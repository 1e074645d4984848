//! Definition fetching per object kind

use crate::error::DbError;
use crate::executor::SessionProvider;
use serde::Serialize;
use std::collections::BTreeMap;
use std::fmt;
use std::str::FromStr;

const STORED_PROC_SQL: &str = "\
SELECT ROUTINE_NAME, ROUTINE_DEFINITION
FROM INFORMATION_SCHEMA.ROUTINES
WHERE ROUTINE_TYPE = 'PROCEDURE' AND ROUTINE_SCHEMA = ?";

const FUNCTION_SQL: &str = "\
SELECT ROUTINE_NAME, ROUTINE_DEFINITION
FROM INFORMATION_SCHEMA.ROUTINES
WHERE ROUTINE_TYPE = 'FUNCTION' AND ROUTINE_SCHEMA = ?
AND ROUTINE_NAME <> 'fn_diagramobjects'";

const VIEW_SQL: &str = "\
SELECT TABLE_NAME, VIEW_DEFINITION
FROM INFORMATION_SCHEMA.VIEWS
WHERE TABLE_SCHEMA = ?";

const TRIGGER_SQL: &str = "\
SELECT tr.name, OBJECT_DEFINITION(tr.object_id)
FROM sys.triggers tr
INNER JOIN sys.objects o ON tr.parent_id = o.object_id
INNER JOIN sys.schemas s ON o.schema_id = s.schema_id
WHERE s.name = ?";

/// One row per user table; the definition is its column list
const TABLE_SQL: &str = "\
SELECT t.name, STRING_AGG(CONCAT(
    c.name, ' ', UPPER(ty.name),
    CASE
        WHEN ty.name IN ('varchar', 'nvarchar', 'char', 'nchar') THEN CONCAT('(',
            CASE WHEN c.max_length = -1 THEN 'MAX'
                ELSE CAST(CASE WHEN ty.name LIKE 'n%' THEN c.max_length / 2
                    ELSE c.max_length END AS VARCHAR)
            END, ')')
        WHEN ty.name IN ('decimal', 'numeric') THEN CONCAT('(', c.precision, ',', c.scale, ')')
        ELSE ''
    END,
    CASE WHEN c.is_nullable = 1 THEN ' NULL' ELSE ' NOT NULL' END,
    CASE WHEN c.is_identity = 1 THEN ' IDENTITY' ELSE '' END
), ',')
FROM sys.tables t
INNER JOIN sys.schemas s ON t.schema_id = s.schema_id
INNER JOIN sys.columns c ON t.object_id = c.object_id
INNER JOIN sys.types ty ON c.user_type_id = ty.user_type_id
WHERE s.name = ?
AND t.is_external = 0 AND t.type = 'U' AND t.is_ms_shipped = 0
AND t.name NOT IN ('sysdiagrams', 'database_firewall_rules')
GROUP BY t.name";

const SEQUENCE_SQL: &str = "\
SELECT seq.name, CONCAT(
    'TYPE=', t.name,
    ', START=', CAST(seq.start_value AS VARCHAR),
    ', INCREMENT=', CAST(seq.increment AS VARCHAR),
    CASE WHEN seq.minimum_value IS NOT NULL
        THEN CONCAT(', MIN=', CAST(seq.minimum_value AS VARCHAR)) ELSE '' END,
    CASE WHEN seq.maximum_value IS NOT NULL
        THEN CONCAT(', MAX=', CAST(seq.maximum_value AS VARCHAR)) ELSE '' END,
    CASE WHEN seq.is_cycling = 1 THEN ', CYCLE' ELSE ', NO CYCLE' END,
    CASE WHEN seq.is_cached = 1
        THEN CONCAT(', CACHE ', CAST(seq.cache_size AS VARCHAR)) ELSE ', NO CACHE' END
)
FROM sys.sequences seq
INNER JOIN sys.schemas s ON seq.schema_id = s.schema_id
INNER JOIN sys.types t ON seq.user_type_id = t.user_type_id
WHERE s.name = ?";

/// Named, non-heap indexes on user objects; the definition lists key columns
const INDEX_SQL: &str = "\
SELECT i.name, CONCAT(
    'ON ', OBJECT_NAME(i.object_id), ' (',
    STRING_AGG(CONCAT(
        c.name, CASE WHEN ic.is_descending_key = 1 THEN ' DESC' ELSE ' ASC' END
    ), ', ')
        WITHIN GROUP (ORDER BY ic.key_ordinal),
    ')',
    CASE WHEN i.is_unique = 1 THEN ' UNIQUE' ELSE '' END,
    CASE i.type
        WHEN 1 THEN ' CLUSTERED'
        WHEN 2 THEN ' NONCLUSTERED'
        WHEN 3 THEN ' XML'
        WHEN 4 THEN ' SPATIAL'
        WHEN 5 THEN ' CLUSTERED COLUMNSTORE'
        WHEN 6 THEN ' NONCLUSTERED COLUMNSTORE'
        WHEN 7 THEN ' NONCLUSTERED HASH'
        ELSE ''
    END,
    CASE WHEN i.filter_definition IS NOT NULL
        THEN CONCAT(' WHERE ', i.filter_definition) ELSE '' END
)
FROM sys.indexes i
INNER JOIN sys.objects o ON i.object_id = o.object_id
INNER JOIN sys.schemas s ON o.schema_id = s.schema_id
INNER JOIN sys.index_columns ic ON i.object_id = ic.object_id AND i.index_id = ic.index_id
INNER JOIN sys.columns c ON ic.object_id = c.object_id AND ic.column_id = c.column_id
WHERE s.name = ?
AND i.name IS NOT NULL
AND o.is_ms_shipped = 0
AND OBJECT_NAME(i.object_id) <> 'sysdiagrams'
AND NOT (i.is_primary_key = 1 AND o.type = 'TF')
AND i.type > 0
GROUP BY i.object_id, i.name, i.is_unique, i.type, i.filter_definition";

/// Kind of schema object whose definitions are compared
#[derive(Debug, Clone, Copy, PartialEq, Eq, Hash, Serialize)]
#[serde(rename_all = "snake_case")]
pub enum ObjectKind {
    StoredProc,
    View,
    Function,
    Trigger,
    Table,
    Sequence,
    Index,
}

impl ObjectKind {
    pub const ALL: [ObjectKind; 7] = [
        ObjectKind::StoredProc,
        ObjectKind::View,
        ObjectKind::Function,
        ObjectKind::Trigger,
        ObjectKind::Table,
        ObjectKind::Sequence,
        ObjectKind::Index,
    ];

    /// Configuration name (`stored_proc`, `view`, ...)
    pub fn key(&self) -> &'static str {
        match self {
            ObjectKind::StoredProc => "stored_proc",
            ObjectKind::View => "view",
            ObjectKind::Function => "function",
            ObjectKind::Trigger => "trigger",
            ObjectKind::Table => "table",
            ObjectKind::Sequence => "sequence",
            ObjectKind::Index => "index",
        }
    }

    /// Singular, lowercase name for messages
    pub fn display_name(&self) -> &'static str {
        match self {
            ObjectKind::StoredProc => "stored procedure",
            ObjectKind::View => "view",
            ObjectKind::Function => "function",
            ObjectKind::Trigger => "trigger",
            ObjectKind::Table => "table",
            ObjectKind::Sequence => "sequence",
            ObjectKind::Index => "index",
        }
    }

    /// Heading used above a diff table
    pub fn report_title(&self) -> &'static str {
        match self {
            ObjectKind::StoredProc => "Stored procs",
            ObjectKind::View => "Views",
            ObjectKind::Function => "Functions",
            ObjectKind::Trigger => "Triggers",
            ObjectKind::Table => "Tables",
            ObjectKind::Sequence => "Sequences",
            ObjectKind::Index => "Indexes",
        }
    }

    /// First column header of a diff table
    pub fn name_header(&self) -> &'static str {
        match self {
            ObjectKind::StoredProc => "Procedure Name",
            ObjectKind::View => "View Name",
            ObjectKind::Function => "Function Name",
            ObjectKind::Trigger => "Trigger Name",
            ObjectKind::Table => "Table Name",
            ObjectKind::Sequence => "Sequence Name",
            ObjectKind::Index => "Index Name",
        }
    }

    /// Metadata query returning `(name, definition)`; the schema binds to `?`
    pub fn definitions_query(&self) -> &'static str {
        match self {
            ObjectKind::StoredProc => STORED_PROC_SQL,
            ObjectKind::View => VIEW_SQL,
            ObjectKind::Function => FUNCTION_SQL,
            ObjectKind::Trigger => TRIGGER_SQL,
            ObjectKind::Table => TABLE_SQL,
            ObjectKind::Sequence => SEQUENCE_SQL,
            ObjectKind::Index => INDEX_SQL,
        }
    }
}

impl fmt::Display for ObjectKind {
    fn fmt(&self, f: &mut fmt::Formatter<'_>) -> fmt::Result {
        f.write_str(self.key())
    }
}

impl FromStr for ObjectKind {
    type Err = String;

    fn from_str(s: &str) -> Result<Self, Self::Err> {
        ObjectKind::ALL
            .into_iter()
            .find(|kind| kind.key() == s.trim())
            .ok_or_else(|| format!("Unknown object type '{}'", s))
    }
}

/// Parse configured object-type names, warning about and skipping unknown ones
pub fn parse_object_kinds<S: AsRef<str>>(names: &[S]) -> Vec<ObjectKind> {
    let mut kinds = Vec::new();
    for name in names {
        match name.as_ref().parse::<ObjectKind>() {
            Ok(kind) if !kinds.contains(&kind) => kinds.push(kind),
            Ok(_) => {}
            Err(e) => log::warn!("{}, skipped", e),
        }
    }
    kinds
}

/// Fetch `name -> definition` for every object of `kind` in `schema`
///
/// A `NULL` definition is kept as `None`; the name is still present.
pub fn fetch_definitions<P: SessionProvider>(
    provider: &P,
    schema: &str,
    kind: ObjectKind,
) -> Result<BTreeMap<String, Option<String>>, DbError> {
    let rows = provider.run_query(kind.definitions_query(), &[schema])?;

    let mut definitions = BTreeMap::new();
    for row in rows {
        let Some(name) = row.get(0) else {
            log::debug!("Skipping {} row without a name", kind.display_name());
            continue;
        };
        definitions.insert(name.to_string(), row.get(1).map(str::to_string));
    }
    Ok(definitions)
}
//! Definition-diff pipeline
//!
//! For each environment, fetch every definition of one object kind in a
//! schema, checksum it, and report the objects whose checksum differs between
//! environments or that are missing from some of them.
//!
//! Environments are processed one at a time, in the order given; that order
//! is also the column order of the report. A failing environment is logged
//! and contributes an empty object set.
//!
//! # Example
//!
//! ```rust,no_run
//! use procguard::compare::{compare_definitions, ObjectKind};
//! use procguard::{Connection, ConnectionSettings};
//!
//! let settings = ConnectionSettings::default();
//! let environments = vec![
//!     ("dev".to_string(), Connection::from_env("DEV_DB", &settings)?),
//!     ("prod".to_string(), Connection::from_env("PROD_DB", &settings)?),
//! ];
//!
//! let report = compare_definitions(&environments, "dbo", ObjectKind::StoredProc);
//! print!("{}", report.render(false));
//! # Ok::<(), procguard::ConnectionError>(())
//! ```

pub mod checksum;
pub mod fetch;
pub mod matrix;
pub mod report;

pub use checksum::{collapse_whitespace, definition_checksum, CHECKSUM_LEN};
pub use fetch::{fetch_definitions, parse_object_kinds, ObjectKind};
pub use matrix::{ChecksumMatrix, DiffRow, ABSENT};
pub use report::DiffReport;

use crate::executor::SessionProvider;

/// Build the checksum matrix for `kind` across `environments`
pub fn build_matrix<P: SessionProvider>(
    environments: &[(String, P)],
    schema: &str,
    kind: ObjectKind,
) -> ChecksumMatrix {
    let mut matrix = ChecksumMatrix::new();

    for (env, provider) in environments {
        let definitions = match fetch_definitions(provider, schema, kind) {
            Ok(definitions) => definitions,
            Err(e) => {
                log::error!(
                    "Error fetching {} definitions for schema '{}' in environment '{}': {}",
                    kind.display_name(),
                    schema,
                    env,
                    e
                );
                Default::default()
            }
        };
        log::debug!(
            "Fetched {} {} definition(s) from '{}'",
            definitions.len(),
            kind.display_name(),
            env
        );
        matrix.add_environment(env.clone(), definitions);
    }

    matrix
}

/// Compare definitions of `kind` in `schema` across `environments`
pub fn compare_definitions<P: SessionProvider>(
    environments: &[(String, P)],
    schema: &str,
    kind: ObjectKind,
) -> DiffReport {
    let matrix = build_matrix(environments, schema, kind);
    let rows = matrix.differences();

    log::info!(
        "Compared {} {}(s) across {} environment(s): {} difference(s)",
        matrix.object_names().len(),
        kind.display_name(),
        environments.len(),
        rows.len()
    );

    DiffReport {
        schema: schema.to_string(),
        object_kind: kind,
        environments: matrix.environments().to_vec(),
        rows,
    }
}
//! In-memory stand-in for a SQL Server database
//!
//! Answers the metadata queries both pipelines issue, records every statement
//! executed and every session opened/closed, and can be told to fail.

#![allow(dead_code)]

use procguard::smoke::{LIST_PROCEDURES_SQL, PROCEDURE_PARAMETERS_SQL};
use procguard::{ConnectionError, DbError, ParameterDefaults, Row, SessionProvider, SqlExecutor};
use std::cell::RefCell;
use std::collections::HashMap;
use std::rc::Rc;

#[derive(Default)]
pub struct State {
    pub unreachable: bool,
    /// 1-based session attempts that are refused
    pub failing_sessions: Vec<usize>,
    pub session_attempts: usize,
    pub failing_metadata: bool,
    pub definitions: Vec<(String, Option<String>)>,
    pub procedures: Vec<String>,
    pub parameters: HashMap<String, Vec<(String, String)>>,
    pub failing_parameters: Vec<String>,
    pub failing_procs: HashMap<String, String>,
    pub queries: Vec<(String, Vec<String>)>,
    pub executed: Vec<String>,
    pub sessions_opened: usize,
    pub sessions_closed: usize,
}

#[derive(Clone, Default)]
pub struct FakeDatabase {
    pub state: Rc<RefCell<State>>,
}

impl FakeDatabase {
    pub fn new() -> Self {
        Self::default()
    }

    /// Definitions returned for any definition query
    pub fn with_definitions(self, defs: &[(&str, Option<&str>)]) -> Self {
        self.state.borrow_mut().definitions = defs
            .iter()
            .map(|(n, d)| (n.to_string(), d.map(str::to_string)))
            .collect();
        self
    }

    /// Register a procedure with its `(name, type)` parameters
    pub fn with_procedure(self, name: &str, params: &[(&str, &str)]) -> Self {
        {
            let mut state = self.state.borrow_mut();
            state.procedures.push(name.to_string());
            state.parameters.insert(
                name.to_string(),
                params.iter().map(|(n, t)| (n.to_string(), t.to_string())).collect(),
            );
        }
        self
    }

    /// Make `EXEC` of `name` raise `message`
    pub fn failing_procedure(self, name: &str, message: &str) -> Self {
        self.state
            .borrow_mut()
            .failing_procs
            .insert(name.to_string(), message.to_string());
        self
    }

    /// Make the parameter lookup of `name` fail
    pub fn failing_parameters(self, name: &str) -> Self {
        self.state.borrow_mut().failing_parameters.push(name.to_string());
        self
    }

    /// Refuse every session
    pub fn unreachable(self) -> Self {
        self.state.borrow_mut().unreachable = true;
        self
    }

    /// Refuse only the `nth` session opened (1-based, counting refusals)
    pub fn failing_session(self, nth: usize) -> Self {
        self.state.borrow_mut().failing_sessions.push(nth);
        self
    }

    /// Fail definition and procedure-list queries
    pub fn failing_metadata(self) -> Self {
        self.state.borrow_mut().failing_metadata = true;
        self
    }

    pub fn executed(&self) -> Vec<String> {
        self.state.borrow().executed.clone()
    }

    pub fn queries(&self) -> Vec<(String, Vec<String>)> {
        self.state.borrow().queries.clone()
    }

    pub fn sessions(&self) -> (usize, usize) {
        let state = self.state.borrow();
        (state.sessions_opened, state.sessions_closed)
    }
}

pub struct FakeSession {
    state: Rc<RefCell<State>>,
}

impl Drop for FakeSession {
    fn drop(&mut self) {
        self.state.borrow_mut().sessions_closed += 1;
    }
}

fn rows(values: Vec<Vec<Option<String>>>) -> Vec<Row> {
    values.into_iter().map(Row::new).collect()
}

impl SqlExecutor for FakeSession {
    fn query_all(&self, query: &str, params: &[&str]) -> Result<Vec<Row>, DbError> {
        let mut state = self.state.borrow_mut();
        state
            .queries
            .push((query.to_string(), params.iter().map(|p| p.to_string()).collect()));

        if query == PROCEDURE_PARAMETERS_SQL {
            let proc_name = params.get(1).copied().unwrap_or_default();
            if state.failing_parameters.iter().any(|p| p == proc_name) {
                return Err(DbError::QueryError(format!("permission denied on {proc_name}")));
            }
            let params = state.parameters.get(proc_name).cloned().unwrap_or_default();
            return Ok(rows(
                params
                    .into_iter()
                    .map(|(n, t)| vec![Some(n), Some(t)])
                    .collect(),
            ));
        }

        if state.failing_metadata {
            return Err(DbError::QueryError("Invalid object name".to_string()));
        }

        if query == LIST_PROCEDURES_SQL {
            let mut names = state.procedures.clone();
            names.sort();
            return Ok(rows(names.into_iter().map(|n| vec![Some(n)]).collect()));
        }

        Ok(rows(
            state
                .definitions
                .iter()
                .map(|(n, d)| vec![Some(n.clone()), d.clone()])
                .collect(),
        ))
    }

    fn execute(&self, statement: &str) -> Result<(), DbError> {
        let mut state = self.state.borrow_mut();
        state.executed.push(statement.to_string());

        let proc_name = statement
            .split("].[")
            .nth(1)
            .and_then(|rest| rest.split(']').next())
            .unwrap_or_default()
            .to_string();
        match state.failing_procs.get(&proc_name) {
            Some(message) => Err(DbError::QueryError(message.clone())),
            None => Ok(()),
        }
    }
}

impl SessionProvider for FakeDatabase {
    type Session = FakeSession;

    fn open_session(&self) -> Result<Self::Session, DbError> {
        let mut state = self.state.borrow_mut();
        state.session_attempts += 1;
        if state.unreachable || state.failing_sessions.contains(&state.session_attempts) {
            return Err(
                ConnectionError::InvalidConnectionString("host unreachable".to_string()).into(),
            );
        }
        state.sessions_opened += 1;
        Ok(FakeSession {
            state: Rc::clone(&self.state),
        })
    }
}

pub fn defaults() -> ParameterDefaults {
    ParameterDefaults {
        integer: "1".to_string(),
        bit: "0".to_string(),
        decimal: "1.5".to_string(),
        varchar: "test".to_string(),
        start_date: "2024-01-01".to_string(),
        start_datetime: "2024-01-01 00:00:00".to_string(),
        end_date: "2024-12-31".to_string(),
        end_datetime: "2024-12-31 23:59:59".to_string(),
    }
}
//! Checksum calculation for object definitions

use md5::{Digest, Md5};

/// Number of trailing hex digits kept from the MD5 digest
pub const CHECKSUM_LEN: usize = 10;

/// Collapse every run of whitespace to one space and trim both ends
pub fn collapse_whitespace(definition: &str) -> String {
    definition.split_whitespace().collect::<Vec<_>>().join(" ")
}

/// Checksum of a definition
///
/// The definition is whitespace-collapsed first, so formatting-only edits do
/// not change the result. A `NULL` definition hashes like the empty string;
/// it is still a real checksum, not an absence marker.
///
/// Returns the last [`CHECKSUM_LEN`] lowercase hex digits of the MD5 digest.
pub fn definition_checksum(definition: Option<&str>) -> String {
    let collapsed = collapse_whitespace(definition.unwrap_or_default());
    let digest = Md5::digest(collapsed.as_bytes());
    let hex = format!("{:x}", digest);
    hex[hex.len() - CHECKSUM_LEN..].to_string()
}

#[cfg(test)]
mod tests {
    use super::*;
    use proptest::prelude::*;

    #[test]
    fn test_known_digest_suffix() {
        // md5("") = d41d8cd98f00b204e9800998ecf8427e
        assert_eq!(definition_checksum(Some("")), "98ecf8427e");
        assert_eq!(definition_checksum(None), definition_checksum(Some("")));
        assert_eq!(definition_checksum(None).len(), CHECKSUM_LEN);
    }

    #[test]
    fn test_whitespace_only_edits_match() {
        let a = definition_checksum(Some("SELECT  1"));
        let b = definition_checksum(Some("SELECT\n1"));
        let c = definition_checksum(Some("\t SELECT 1 \r\n"));
        assert_eq!(a, b);
        assert_eq!(a, c);
        assert_eq!(collapse_whitespace("SELECT\n\n   1"), "SELECT 1");
    }

    #[test]
    fn test_text_changes_differ() {
        assert_ne!(
            definition_checksum(Some("SELECT 1")),
            definition_checksum(Some("SELECT 2"))
        );
        assert_ne!(definition_checksum(Some("SELECT 1")), definition_checksum(None));
    }

    proptest! {
        #[test]
        fn prop_reformatting_keeps_checksum(
            words in prop::collection::vec("[A-Za-z0-9_();=*,.]{1,12}", 1..20),
            seps in prop::collection::vec("[ \t\r\n]{1,4}", 20),
        ) {
            let plain = words.join(" ");
            let mut spaced = String::from("  ");
            for (i, w) in words.iter().enumerate() {
                spaced.push_str(w);
                spaced.push_str(&seps[i]);
            }
            prop_assert_eq!(
                definition_checksum(Some(plain.as_str())),
                definition_checksum(Some(spaced.as_str()))
            );
        }

        #[test]
        fn prop_distinct_text_distinct_checksum(
            a in "[A-Za-z0-9_ ]{0,64}",
            b in "[A-Za-z0-9_ ]{0,64}",
        ) {
            prop_assume!(collapse_whitespace(&a) != collapse_whitespace(&b));
            prop_assert_ne!(
                definition_checksum(Some(a.as_str())),
                definition_checksum(Some(b.as_str()))
            );
        }
    }
}
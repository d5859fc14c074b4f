mod aggregate;
mod value_objects;


pub use aggregate::StreakData;
pub use value_objects::{badge_for, BadgeDefinition, StreakTransition, StreakUpdate, STREAK_BADGES};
_ _ _ _ _ _ _
**EXERCISE**. In the data above, find the line that contains "const FUNCTION_SQL: &str", then reproduce exactly every line from the first line through that line.

**TASK RESPONSE**.
repository 1e074645d4984848
//! Definition fetching per object kind

use crate::error::DbError;
use crate::executor::SessionProvider;
use serde::Serialize;
use std::collections::BTreeMap;
use std::fmt;
use std::str::FromStr;

const STORED_PROC_SQL: &str = "\
SELECT ROUTINE_NAME, ROUTINE_DEFINITION
FROM INFORMATION_SCHEMA.ROUTINES
WHERE ROUTINE_TYPE = 'PROCEDURE' AND ROUTINE_SCHEMA = ?";

const FUNCTION_SQL: &str = "\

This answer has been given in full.